───── STORED DATA ─────
//! Error types for heap commands
//!
//! The engine itself never fails loudly: an invalid insert returns `false` and
//! deleting from an empty heap returns `None` (plus an `error` step). The
//! command layer lifts those sentinels into [`HeapError`] so callers can use `?`.

use thiserror::Error;

/// Errors reported to the caller of a heap command
#[derive(Debug, Clone, PartialEq, Eq, Error)]
pub enum HeapError {
    /// The value is missing, not a number, or not finite
    #[error("Invalid input: {0}")]
    InvalidInput(String),

    /// Delete, build or sort was requested on a heap with no elements
    #[error("Heap is empty!")]
    EmptyHeap,
}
─────
> [EXERCISE]
Single out each line of the records above with the string "returns" in it, and copy it.

> [WRITTEN ANSWER]
//! The engine itself never fails loudly: an invalid insert returns `false` and
//! deleting from an empty heap returns `None` (plus an `error` step). The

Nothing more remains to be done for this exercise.